Though functionally adaptive in response to inflammatory stimuli, deregulation of NF-κB signaling has been exploited in various disease states. Increased NF-κB activity as a result of constitutive IKK-mediated phosphorylation of IκBα has been observed in the development of atherosclerosis, asthma, rheumatoid arthritis, inflammatory bowel diseases, and multiple sclerosis. Specifically, constitutive NF-κB activity promotes continuous inflammatory signaling at the molecular level that translates to chronic inflammation phenotypically. Furthermore, the ability of NF-κB to simultaneously suppress apoptosis and promote continuous lymphocyte growth and proliferation explains its intimate connection with many types of cancer.

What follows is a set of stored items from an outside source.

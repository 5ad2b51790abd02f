use crate::types::{BackscatterImage, ChangeError, ChangeResult};
use gdal::Dataset;
use ndarray::Array2;
use std::path::Path;

/// Basic facts about a downloaded change raster
#[derive(Debug, Clone, PartialEq)]
pub struct RasterSummary {
    pub band_count: usize,
    pub width: usize,
    pub height: usize,
    pub min: f32,
    pub max: f32,
    pub mean: f32,
    pub valid_pixels: usize,
}

/// Reader for exported GeoTIFF rasters
pub struct RasterReader;

impl RasterReader {
    /// Read the first band, with the no-data value mapped to NaN
    pub fn read_first_band<P: AsRef<Path>>(path: P) -> ChangeResult<BackscatterImage> {
        log::info!("Reading raster from: {}", path.as_ref().display());

        let dataset = Dataset::open(path.as_ref())?;
        let (width, height) = dataset.raster_size();
        let rasterband = dataset.rasterband(1)?;
        let no_data = rasterband.no_data_value();
        let band_data = rasterband.read_as::<f32>((0, 0), (width, height), (width, height), None)?;

        let samples = band_data
            .data
            .into_iter()
            .map(|v| match no_data {
                Some(nd) if (v as f64 - nd).abs() < f64::EPSILON => f32::NAN,
                _ => v,
            })
            .collect();

        Array2::from_shape_vec((height, width), samples)
            .map_err(|e| ChangeError::Processing(format!("Failed to reshape raster data: {}", e)))
    }

    /// Band count, size and first-band statistics
    pub fn inspect<P: AsRef<Path>>(path: P) -> ChangeResult<RasterSummary> {
        let band_count = Dataset::open(path.as_ref())?.raster_count() as usize;
        let band = Self::read_first_band(&path)?;
        let (height, width) = band.dim();

        let mut min = f32::INFINITY;
        let mut max = f32::NEG_INFINITY;
        let mut sum = 0.0f64;
        let mut valid_pixels = 0usize;
        for &v in band.iter().filter(|v| v.is_finite()) {
            min = min.min(v);
            max = max.max(v);
            sum += v as f64;
            valid_pixels += 1;
        }

        let mean = if valid_pixels > 0 { (sum / valid_pixels as f64) as f32 } else { f32::NAN };
        if valid_pixels == 0 {
            min = f32::NAN;
            max = f32::NAN;
        }

        let summary = RasterSummary {
            band_count,
            width,
            height,
            min,
            max,
            mean,
            valid_pixels,
        };
        log::info!("Number of bands: {}", summary.band_count);
        log::info!("Image width: {}", summary.width);
        log::info!("Image height: {}", summary.height);
        log::info!(
            "Backscatter change range: {} .. {} (mean {})",
            summary.min,
            summary.max,
            summary.mean
        );

        Ok(summary)
    }
}
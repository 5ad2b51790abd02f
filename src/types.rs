use chrono::NaiveDate;
use ndarray::Array2;
use serde::{Deserialize, Serialize};
use std::str::FromStr;

/// Real-valued backscatter sample
pub type Backscatter = f32;

/// 2D backscatter raster (rows x cols)
pub type BackscatterImage = Array2<Backscatter>;

/// Value a date field takes when the input document does not provide it
pub const NOT_AVAILABLE: &str = "Not Available";

/// Polarization modes for Sentinel-1
#[derive(Debug, Clone, Copy, PartialEq, Eq, Hash, Serialize, Deserialize)]
pub enum Polarization {
    VV,
    VH,
    HV,
    HH,
}

impl std::fmt::Display for Polarization {
    fn fmt(&self, f: &mut std::fmt::Formatter<'_>) -> std::fmt::Result {
        match self {
            Polarization::VV => write!(f, "VV"),
            Polarization::VH => write!(f, "VH"),
            Polarization::HV => write!(f, "HV"),
            Polarization::HH => write!(f, "HH"),
        }
    }
}

impl FromStr for Polarization {
    type Err = ChangeError;

    fn from_str(s: &str) -> Result<Self, Self::Err> {
        match s.to_uppercase().as_str() {
            "VV" => Ok(Polarization::VV),
            "VH" => Ok(Polarization::VH),
            "HV" => Ok(Polarization::HV),
            "HH" => Ok(Polarization::HH),
            _ => Err(ChangeError::Config(format!("Invalid polarization: {}", s))),
        }
    }
}

/// Sentinel-1 acquisition mode
#[derive(Debug, Clone, Copy, PartialEq, Eq, Serialize, Deserialize)]
pub enum AcquisitionMode {
    IW, // Interferometric Wide swath
    EW, // Extra Wide swath
    SM, // StripMap
    WV, // Wave
}

impl std::fmt::Display for AcquisitionMode {
    fn fmt(&self, f: &mut std::fmt::Formatter<'_>) -> std::fmt::Result {
        let name = match self {
            AcquisitionMode::IW => "IW",
            AcquisitionMode::EW => "EW",
            AcquisitionMode::SM => "SM",
            AcquisitionMode::WV => "WV",
        };
        write!(f, "{}", name)
    }
}

/// Geospatial bounding box
#[derive(Debug, Clone, Copy, PartialEq, Serialize, Deserialize)]
pub struct BoundingBox {
    pub min_lon: f64,
    pub max_lon: f64,
    pub min_lat: f64,
    pub max_lat: f64,
}

impl BoundingBox {
    /// Axis-aligned extent of a set of (lon, lat) points. `None` when empty.
    pub fn from_points<'a, I>(points: I) -> Option<Self>
    where
        I: IntoIterator<Item = &'a (f64, f64)>,
    {
        let mut iter = points.into_iter();
        let &(lon, lat) = iter.next()?;
        let mut bbox = BoundingBox {
            min_lon: lon,
            max_lon: lon,
            min_lat: lat,
            max_lat: lat,
        };

        for &(lon, lat) in iter {
            bbox.min_lon = bbox.min_lon.min(lon);
            bbox.max_lon = bbox.max_lon.max(lon);
            bbox.min_lat = bbox.min_lat.min(lat);
            bbox.max_lat = bbox.max_lat.max(lat);
        }

        Some(bbox)
    }

    pub fn contains(&self, lon: f64, lat: f64) -> bool {
        lon >= self.min_lon && lon <= self.max_lon && lat >= self.min_lat && lat <= self.max_lat
    }

    /// Centre as (lat, lon)
    pub fn center(&self) -> (f64, f64) {
        (
            (self.min_lat + self.max_lat) / 2.0,
            (self.min_lon + self.max_lon) / 2.0,
        )
    }

    /// West, south, east, north
    pub fn as_rectangle(&self) -> [f64; 4] {
        [self.min_lon, self.min_lat, self.max_lon, self.max_lat]
    }
}

/// Raw date window as it appears in the input document.
///
/// Either field may hold [`NOT_AVAILABLE`]; use [`TimeWindow::validate`]
/// before handing the window to the archive.
#[derive(Debug, Clone, PartialEq, Eq, Serialize, Deserialize)]
pub struct TimeWindow {
    pub start_date: String,
    pub end_date: String,
}

impl TimeWindow {
    pub fn new(start_date: impl Into<String>, end_date: impl Into<String>) -> Self {
        Self {
            start_date: start_date.into(),
            end_date: end_date.into(),
        }
    }

    /// Parse both fields as ISO calendar dates.
    ///
    /// `period` names the window in error messages ("baseline", "comparison").
    pub fn validate(&self, period: &str) -> ChangeResult<DateRange> {
        let start = parse_date_field(period, "start_date", &self.start_date)?;
        let end = parse_date_field(period, "end_date", &self.end_date)?;

        if start > end {
            log::warn!(
                "{} period starts after it ends ({} > {}); the archive will match nothing",
                period, start, end
            );
        }

        Ok(DateRange { start, end })
    }
}

fn parse_date_field(period: &str, field: &'static str, value: &str) -> ChangeResult<NaiveDate> {
    let trimmed = value.trim();
    if trimmed.is_empty() || trimmed == NOT_AVAILABLE {
        return Err(ChangeError::MissingTimeWindow {
            period: period.to_string(),
            field,
        });
    }

    NaiveDate::parse_from_str(trimmed, "%Y-%m-%d").map_err(|_| ChangeError::InvalidDate {
        period: period.to_string(),
        field,
        value: value.to_string(),
    })
}

/// Validated date window, half-open `[start, end)` like the archive's date filter
#[derive(Debug, Clone, Copy, PartialEq, Eq, Serialize, Deserialize)]
pub struct DateRange {
    pub start: NaiveDate,
    pub end: NaiveDate,
}

impl DateRange {
    pub fn contains(&self, date: NaiveDate) -> bool {
        date >= self.start && date < self.end
    }
}

impl std::fmt::Display for DateRange {
    fn fmt(&self, f: &mut std::fmt::Formatter<'_>) -> std::fmt::Result {
        write!(f, "{}/{}", self.start.format("%Y-%m-%d"), self.end.format("%Y-%m-%d"))
    }
}

/// A single named raster band. Non-finite samples mean "no data".
#[derive(Debug, Clone, PartialEq)]
pub struct BandImage {
    pub name: String,
    pub data: BackscatterImage,
}

impl BandImage {
    pub fn new(name: impl Into<String>, data: BackscatterImage) -> Self {
        Self {
            name: name.into(),
            data,
        }
    }
}

/// One archive image
#[derive(Debug, Clone, PartialEq)]
pub struct Scene {
    pub id: String,
    pub acquired: Option<NaiveDate>,
    pub bands: Vec<BandImage>,
}

impl Scene {
    pub fn band(&self, name: &str) -> Option<&BandImage> {
        self.bands.iter().find(|b| b.name == name)
    }
}

/// Error types for change detection
#[derive(Debug, thiserror::Error)]
pub enum ChangeError {
    #[error("I/O error: {0}")]
    Io(#[from] std::io::Error),

    #[error("Malformed JSON document: {0}")]
    Json(#[from] serde_json::Error),

    #[error("Invalid input: {0}")]
    InvalidInput(String),

    #[error("No coordinates found in the GeoJSON file")]
    NoCoordinates,

    #[error("Missing {field} for the {period} period")]
    MissingTimeWindow { period: String, field: &'static str },

    #[error("Invalid {field} for the {period} period: {value:?} is not a YYYY-MM-DD date")]
    InvalidDate {
        period: String,
        field: &'static str,
        value: String,
    },

    #[error("No images found in the collection for the {period} period")]
    NoImages { period: String },

    #[error("Image for the {period} period does not have any bands")]
    NoBands { period: String },

    #[error("Raster shape mismatch: expected {expected:?}, found {found:?}")]
    ShapeMismatch {
        expected: (usize, usize),
        found: (usize, usize),
    },

    #[error("Processing error: {0}")]
    Processing(String),

    #[error("Remote service error: {0}")]
    Remote(String),

    #[error("HTTP error: {0}")]
    Http(#[from] reqwest::Error),

    #[error("Timed out waiting for {what}")]
    TimedOut { what: String },

    #[error("Cancelled while waiting for {what}")]
    Cancelled { what: String },

    #[error("Configuration error: {0}")]
    Config(String),

    #[cfg(feature = "gdal")]
    #[error("GDAL error: {0}")]
    Gdal(#[from] gdal::errors::GdalError),
}

impl ChangeError {
    /// Failures raised by the remote imagery service or the transport to it
    pub fn is_remote(&self) -> bool {
        matches!(self, ChangeError::Remote(_) | ChangeError::Http(_))
    }
}

/// Result type for change detection operations
pub type ChangeResult<T> = Result<T, ChangeError>;
use crate::core::poll::{PollOutcome, Poller};
use crate::types::{ChangeError, ChangeResult};
use std::path::{Path, PathBuf};

/// User's downloads directory, where the drawing map exports its file
pub fn downloads_dir() -> ChangeResult<PathBuf> {
    if let Some(dir) = dirs::download_dir() {
        return Ok(dir);
    }

    dirs::home_dir()
        .map(|home| home.join("Downloads"))
        .ok_or_else(|| ChangeError::Config("Cannot determine the downloads directory".to_string()))
}

/// Waits for a file produced by an external collaborator
pub struct FileWatcher {
    poller: Poller,
}

impl FileWatcher {
    pub fn new(poller: Poller) -> Self {
        Self { poller }
    }

    /// Remove a leftover file from a previous run so the wait observes a fresh export
    pub fn discard_stale<P: AsRef<Path>>(path: P) -> ChangeResult<bool> {
        let path = path.as_ref();
        if path.exists() {
            log::info!("{} already exists. Overwriting the file...", path.display());
            std::fs::remove_file(path)?;
            return Ok(true);
        }
        Ok(false)
    }

    /// Block until `path` exists.
    ///
    /// Returns `TimedOut` / `Cancelled` errors when the poller gives up first.
    pub fn wait_for<P: AsRef<Path>>(&self, path: P) -> ChangeResult<PathBuf> {
        let path = path.as_ref();
        let what = path.display().to_string();

        let outcome = self.poller.poll(|attempt| {
            if path.exists() {
                return Ok(Some(path.to_path_buf()));
            }
            if attempt == 0 {
                log::info!("Waiting for {} ...", what);
            } else {
                log::debug!("Still waiting for {} (attempt {})", what, attempt + 1);
            }
            Ok(None)
        })?;

        match outcome {
            PollOutcome::Ready(found) => {
                log::info!("Found {}", found.display());
                Ok(found)
            }
            PollOutcome::TimedOut { .. } => Err(ChangeError::TimedOut { what }),
            PollOutcome::Cancelled => Err(ChangeError::Cancelled { what }),
        }
    }
}
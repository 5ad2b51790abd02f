use crate::types::{
    AcquisitionMode, BandImage, BoundingBox, ChangeError, ChangeResult, DateRange, Polarization,
    Scene,
};
use chrono::NaiveDate;
use ndarray::Array2;
use serde::{Deserialize, Serialize};
use std::time::Duration;

/// Default Sentinel-1 ground range detected collection
pub const DEFAULT_COLLECTION: &str = "COPERNICUS/S1_GRD";

/// Fixed predicate applied to every archive query
#[derive(Debug, Clone, PartialEq, Serialize, Deserialize)]
#[serde(default)]
pub struct SceneFilter {
    pub collection: String,
    pub instrument_mode: AcquisitionMode,
    pub polarization: Polarization,
    /// Band kept from each matched scene
    pub band: String,
}

impl Default for SceneFilter {
    fn default() -> Self {
        Self {
            collection: DEFAULT_COLLECTION.to_string(),
            instrument_mode: AcquisitionMode::IW,
            polarization: Polarization::VV,
            band: Polarization::VV.to_string(),
        }
    }
}

/// Scenes intersecting `bbox`, optionally restricted to `window`
#[derive(Debug, Clone, Copy)]
pub struct SceneQuery<'a> {
    pub bbox: BoundingBox,
    pub window: Option<DateRange>,
    pub filter: &'a SceneFilter,
}

impl std::fmt::Display for SceneQuery<'_> {
    fn fmt(&self, f: &mut std::fmt::Formatter<'_>) -> std::fmt::Result {
        let window = self
            .window
            .map(|w| w.to_string())
            .unwrap_or_else(|| "all dates".to_string());
        write!(
            f,
            "{} {} {} [{}] over {:?}",
            self.filter.collection,
            self.filter.instrument_mode,
            self.filter.polarization,
            window,
            self.bbox.as_rectangle()
        )
    }
}

/// Remote image archive
pub trait SceneArchive {
    /// Number of scenes matching the query
    fn count(&self, query: &SceneQuery<'_>) -> ChangeResult<usize>;

    /// Matched scenes, sampled on the query's bounding box grid
    fn scenes(&self, query: &SceneQuery<'_>) -> ChangeResult<Vec<Scene>>;
}

/// Raster export submitted to the remote service
#[derive(Debug, Clone)]
pub struct ExportJob<'a> {
    pub raster: &'a BandImage,
    pub description: String,
    pub region: BoundingBox,
    /// Metres per pixel
    pub scale: f64,
    pub max_pixels: f64,
}

#[derive(Debug, Clone, PartialEq, Eq, Hash, Serialize, Deserialize)]
pub struct TaskId(pub String);

impl std::fmt::Display for TaskId {
    fn fmt(&self, f: &mut std::fmt::Formatter<'_>) -> std::fmt::Result {
        write!(f, "{}", self.0)
    }
}

/// Remote task state as reported by the export service
#[derive(Debug, Clone, Copy, PartialEq, Eq, Serialize, Deserialize)]
#[serde(rename_all = "SCREAMING_SNAKE_CASE")]
pub enum TaskState {
    Ready,
    Running,
    Completed,
    Failed,
    Cancelled,
}

#[derive(Debug, Clone, PartialEq, Serialize, Deserialize)]
pub struct TaskStatus {
    pub state: TaskState,
    #[serde(default)]
    pub error_message: Option<String>,
}

/// Asynchronous export service
pub trait ExportService {
    fn submit(&self, job: &ExportJob<'_>) -> ChangeResult<TaskId>;
    fn status(&self, task: &TaskId) -> ChangeResult<TaskStatus>;
}

// Wire format

#[derive(Debug, Serialize)]
struct SearchRequest<'a> {
    collection: &'a str,
    bbox: [f64; 4],
    datetime: Option<String>,
    instrument_mode: String,
    polarization: String,
    band: &'a str,
    limit: Option<usize>,
}

#[derive(Debug, Deserialize)]
struct SearchResponse {
    number_matched: usize,
    #[serde(default)]
    scenes: Vec<WireScene>,
}

#[derive(Debug, Deserialize)]
struct WireScene {
    id: String,
    #[serde(default)]
    acquired: Option<NaiveDate>,
    #[serde(default)]
    bands: Vec<WireBand>,
}

/// Row-major band; `null` samples carry no data
#[derive(Debug, Serialize, Deserialize)]
struct WireBand {
    name: String,
    width: usize,
    height: usize,
    data: Vec<Option<f32>>,
}

impl WireBand {
    fn from_band(band: &BandImage) -> Self {
        let (height, width) = band.data.dim();
        Self {
            name: band.name.clone(),
            width,
            height,
            data: band
                .data
                .iter()
                .map(|v| if v.is_finite() { Some(*v) } else { None })
                .collect(),
        }
    }

    fn into_band(self) -> ChangeResult<BandImage> {
        let samples = self.data.into_iter().map(|v| v.unwrap_or(f32::NAN)).collect();
        let data = Array2::from_shape_vec((self.height, self.width), samples).map_err(|e| {
            ChangeError::Remote(format!(
                "Band {} does not match its {}x{} shape: {}",
                self.name, self.width, self.height, e
            ))
        })?;
        Ok(BandImage::new(self.name, data))
    }
}

impl WireScene {
    fn into_scene(self) -> ChangeResult<Scene> {
        let bands = self
            .bands
            .into_iter()
            .map(WireBand::into_band)
            .collect::<ChangeResult<Vec<_>>>()?;
        Ok(Scene {
            id: self.id,
            acquired: self.acquired,
            bands,
        })
    }
}

#[derive(Debug, Serialize)]
struct ExportRequest<'a> {
    description: &'a str,
    region: [f64; 4],
    scale: f64,
    max_pixels: f64,
    raster: WireBand,
}

#[derive(Debug, Deserialize)]
struct ExportResponse {
    id: String,
}

/// Blocking JSON client for the scene archive and export service
pub struct ArchiveClient {
    base_url: String,
    token: Option<String>,
    client: reqwest::blocking::Client,
}

impl ArchiveClient {
    pub fn new(base_url: impl Into<String>, token: Option<String>) -> ChangeResult<Self> {
        let client = reqwest::blocking::Client::builder()
            .timeout(Duration::from_secs(30))
            .build()?;

        Ok(Self {
            base_url: base_url.into().trim_end_matches('/').to_string(),
            token,
            client,
        })
    }

    /// Endpoint from `SARCHANGE_ARCHIVE_URL`, bearer token from `SARCHANGE_ARCHIVE_TOKEN`
    pub fn from_env() -> ChangeResult<Self> {
        let base_url = std::env::var("SARCHANGE_ARCHIVE_URL").map_err(|_| {
            ChangeError::Config("SARCHANGE_ARCHIVE_URL is not set".to_string())
        })?;
        let token = std::env::var("SARCHANGE_ARCHIVE_TOKEN").ok();
        Self::new(base_url, token)
    }

    fn url(&self, path: &str) -> String {
        format!("{}/{}", self.base_url, path)
    }

    fn authorize(
        &self,
        request: reqwest::blocking::RequestBuilder,
    ) -> reqwest::blocking::RequestBuilder {
        match &self.token {
            Some(token) => request.bearer_auth(token),
            None => request,
        }
    }

    fn check(response: reqwest::blocking::Response) -> ChangeResult<reqwest::blocking::Response> {
        let status = response.status();
        if status.is_success() {
            return Ok(response);
        }

        let url = response.url().to_string();
        let body = response.text().unwrap_or_default();
        Err(ChangeError::Remote(format!(
            "{} returned {}: {}",
            url,
            status,
            body.trim()
        )))
    }

    fn search(&self, query: &SceneQuery<'_>, limit: Option<usize>) -> ChangeResult<SearchResponse> {
        let body = SearchRequest {
            collection: &query.filter.collection,
            bbox: query.bbox.as_rectangle(),
            datetime: query.window.map(|w| w.to_string()),
            instrument_mode: query.filter.instrument_mode.to_string(),
            polarization: query.filter.polarization.to_string(),
            band: &query.filter.band,
            limit,
        };

        log::debug!("Searching archive: {}", query);
        let response = self
            .authorize(self.client.post(self.url("scenes:search")))
            .json(&body)
            .send()?;

        Ok(Self::check(response)?.json::<SearchResponse>()?)
    }
}

impl SceneArchive for ArchiveClient {
    fn count(&self, query: &SceneQuery<'_>) -> ChangeResult<usize> {
        Ok(self.search(query, Some(0))?.number_matched)
    }

    fn scenes(&self, query: &SceneQuery<'_>) -> ChangeResult<Vec<Scene>> {
        let response = self.search(query, None)?;
        if response.scenes.len() != response.number_matched {
            log::warn!(
                "Archive reported {} matches but returned {} scenes",
                response.number_matched,
                response.scenes.len()
            );
        }
        response.scenes.into_iter().map(WireScene::into_scene).collect()
    }
}

impl ExportService for ArchiveClient {
    fn submit(&self, job: &ExportJob<'_>) -> ChangeResult<TaskId> {
        let body = ExportRequest {
            description: &job.description,
            region: job.region.as_rectangle(),
            scale: job.scale,
            max_pixels: job.max_pixels,
            raster: WireBand::from_band(job.raster),
        };

        let response = self
            .authorize(self.client.post(self.url("exports")))
            .json(&body)
            .send()?;
        let created: ExportResponse = Self::check(response)?.json()?;

        Ok(TaskId(created.id))
    }

    fn status(&self, task: &TaskId) -> ChangeResult<TaskStatus> {
        let response = self
            .authorize(self.client.get(self.url(&format!("exports/{}", task.0))))
            .send()?;
        Ok(Self::check(response)?.json()?)
    }
}
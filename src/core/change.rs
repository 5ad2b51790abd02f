use crate::core::aggregate::RepresentativeImage;
use crate::types::{BackscatterImage, BandImage, ChangeError, ChangeResult};
use ndarray::{Array2, Zip};

/// Backscatter difference above which a pixel counts as significant change
pub const DEFAULT_THRESHOLD: f32 = 0.1;

/// Name of the differenced band
pub const CHANGE_BAND: &str = "Change";

/// IGBP "water bodies" class in MODIS land-cover type 1
pub const IGBP_WATER_CLASS: u8 = 17;

/// Comparison minus baseline, one band named "Change"
#[derive(Debug, Clone, PartialEq)]
pub struct ChangeRaster {
    pub band: BandImage,
}

impl ChangeRaster {
    pub fn data(&self) -> &BackscatterImage {
        &self.band.data
    }

    pub fn valid_pixels(&self) -> usize {
        self.band.data.iter().filter(|v| v.is_finite()).count()
    }

    /// True when every valid pixel is exactly zero
    pub fn is_null_change(&self) -> bool {
        self.band.data.iter().filter(|v| v.is_finite()).all(|&v| v == 0.0)
    }
}

/// Pixels whose change exceeds the threshold
#[derive(Debug, Clone, PartialEq)]
pub struct SignificantChangeMask {
    pub mask: Array2<bool>,
    pub threshold: f32,
}

impl SignificantChangeMask {
    pub fn significant_pixels(&self) -> usize {
        self.mask.iter().filter(|&&m| m).count()
    }
}

/// Static land-cover grid used to drop water pixels after thresholding
#[derive(Debug, Clone)]
pub struct LandCoverMask {
    pub classes: Array2<u8>,
    pub water_class: u8,
}

impl LandCoverMask {
    pub fn new(classes: Array2<u8>) -> Self {
        Self {
            classes,
            water_class: IGBP_WATER_CLASS,
        }
    }

    /// Blank water pixels: NaN in the change raster, false in the mask
    pub fn apply(
        &self,
        change: &mut ChangeRaster,
        mask: &mut SignificantChangeMask,
    ) -> ChangeResult<()> {
        ensure_same_shape(change.band.data.dim(), self.classes.dim())?;

        let water = self.water_class;
        Zip::from(&mut change.band.data)
            .and(&mut mask.mask)
            .and(&self.classes)
            .for_each(|value, significant, &class| {
                if class == water {
                    *value = f32::NAN;
                    *significant = false;
                }
            });

        log::debug!(
            "Land-cover mask applied: {} significant pixels remain",
            mask.significant_pixels()
        );
        Ok(())
    }
}

/// Backscatter-based water classifier: pixels darker than `threshold_db` are water
#[derive(Debug, Clone, Copy)]
pub struct WaterFilter {
    pub threshold_db: f32,
}

impl Default for WaterFilter {
    fn default() -> Self {
        Self { threshold_db: -16.0 }
    }
}

impl WaterFilter {
    /// Copy of `image` with water pixels set to NaN in every band
    pub fn apply(&self, image: &RepresentativeImage) -> RepresentativeImage {
        let Some(primary) = image.primary_band() else {
            return image.clone();
        };
        let water = primary.data.mapv(|v| v < self.threshold_db);

        let bands = image
            .bands
            .iter()
            .map(|band| {
                let mut data = band.data.clone();
                if data.dim() == water.dim() {
                    Zip::from(&mut data).and(&water).for_each(|v, &is_water| {
                        if is_water {
                            *v = f32::NAN;
                        }
                    });
                }
                BandImage::new(band.name.clone(), data)
            })
            .collect();

        RepresentativeImage {
            bands,
            scene_count: image.scene_count,
        }
    }
}

fn ensure_same_shape(expected: (usize, usize), found: (usize, usize)) -> ChangeResult<()> {
    if expected != found {
        return Err(ChangeError::ShapeMismatch { expected, found });
    }
    Ok(())
}

/// Differences two representative images and thresholds the result
#[derive(Debug, Clone, Copy)]
pub struct ChangeDetector {
    threshold: f32,
}

impl Default for ChangeDetector {
    fn default() -> Self {
        Self::new(DEFAULT_THRESHOLD)
    }
}

impl ChangeDetector {
    pub fn new(threshold: f32) -> Self {
        Self { threshold }
    }

    pub fn threshold(&self) -> f32 {
        self.threshold
    }

    /// Comparison minus baseline over the primary band, plus its significance mask
    pub fn compute_change(
        &self,
        baseline: &RepresentativeImage,
        comparison: &RepresentativeImage,
    ) -> ChangeResult<(ChangeRaster, SignificantChangeMask)> {
        let before = primary(baseline, "baseline")?;
        let after = primary(comparison, "comparison")?;
        ensure_same_shape(before.data.dim(), after.data.dim())?;

        let difference = &after.data - &before.data;
        let change = ChangeRaster {
            band: BandImage::new(CHANGE_BAND, difference),
        };
        let mask = self.threshold_mask(&change);

        log::info!(
            "Change computed: {} valid pixels, {} above threshold {}",
            change.valid_pixels(),
            mask.significant_pixels(),
            self.threshold
        );
        Ok((change, mask))
    }

    /// `change > threshold`; no-data pixels are never significant
    pub fn threshold_mask(&self, change: &ChangeRaster) -> SignificantChangeMask {
        let threshold = self.threshold;
        SignificantChangeMask {
            mask: change.band.data.mapv(|v| v > threshold),
            threshold,
        }
    }
}

fn primary<'a>(image: &'a RepresentativeImage, period: &str) -> ChangeResult<&'a BandImage> {
    image.primary_band().ok_or_else(|| ChangeError::NoBands {
        period: period.to_string(),
    })
}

== Clinical significance ==
This enzyme participates in 15 pathways related to metabolism: MapK signaling, apoptosis, Toll-like receptor signaling, T-cell receptor signaling, B-cell receptor signaling, insulin signaling, adipokine signaling, Type 2 diabetes mellitus, epithelial cell signaling in helicobacter pylori, pancreatic cancer, prostate cancer, chronic myeloid leukemia, acute myeloid leukemia, and small cell lung cancer.

Inhibition of IκB kinase (IKK) and IKK-related kinases, IKBKE (IKKε) and TANK-binding kinase 1 (TBK1), has been investigated as a therapeutic option for the treatment of inflammatory diseases and cancer. The small-molecule inhibitor of IKK-β SAR113945, developed by Sanofi-Aventis, was evaluated in patients with knee osteoarthritis.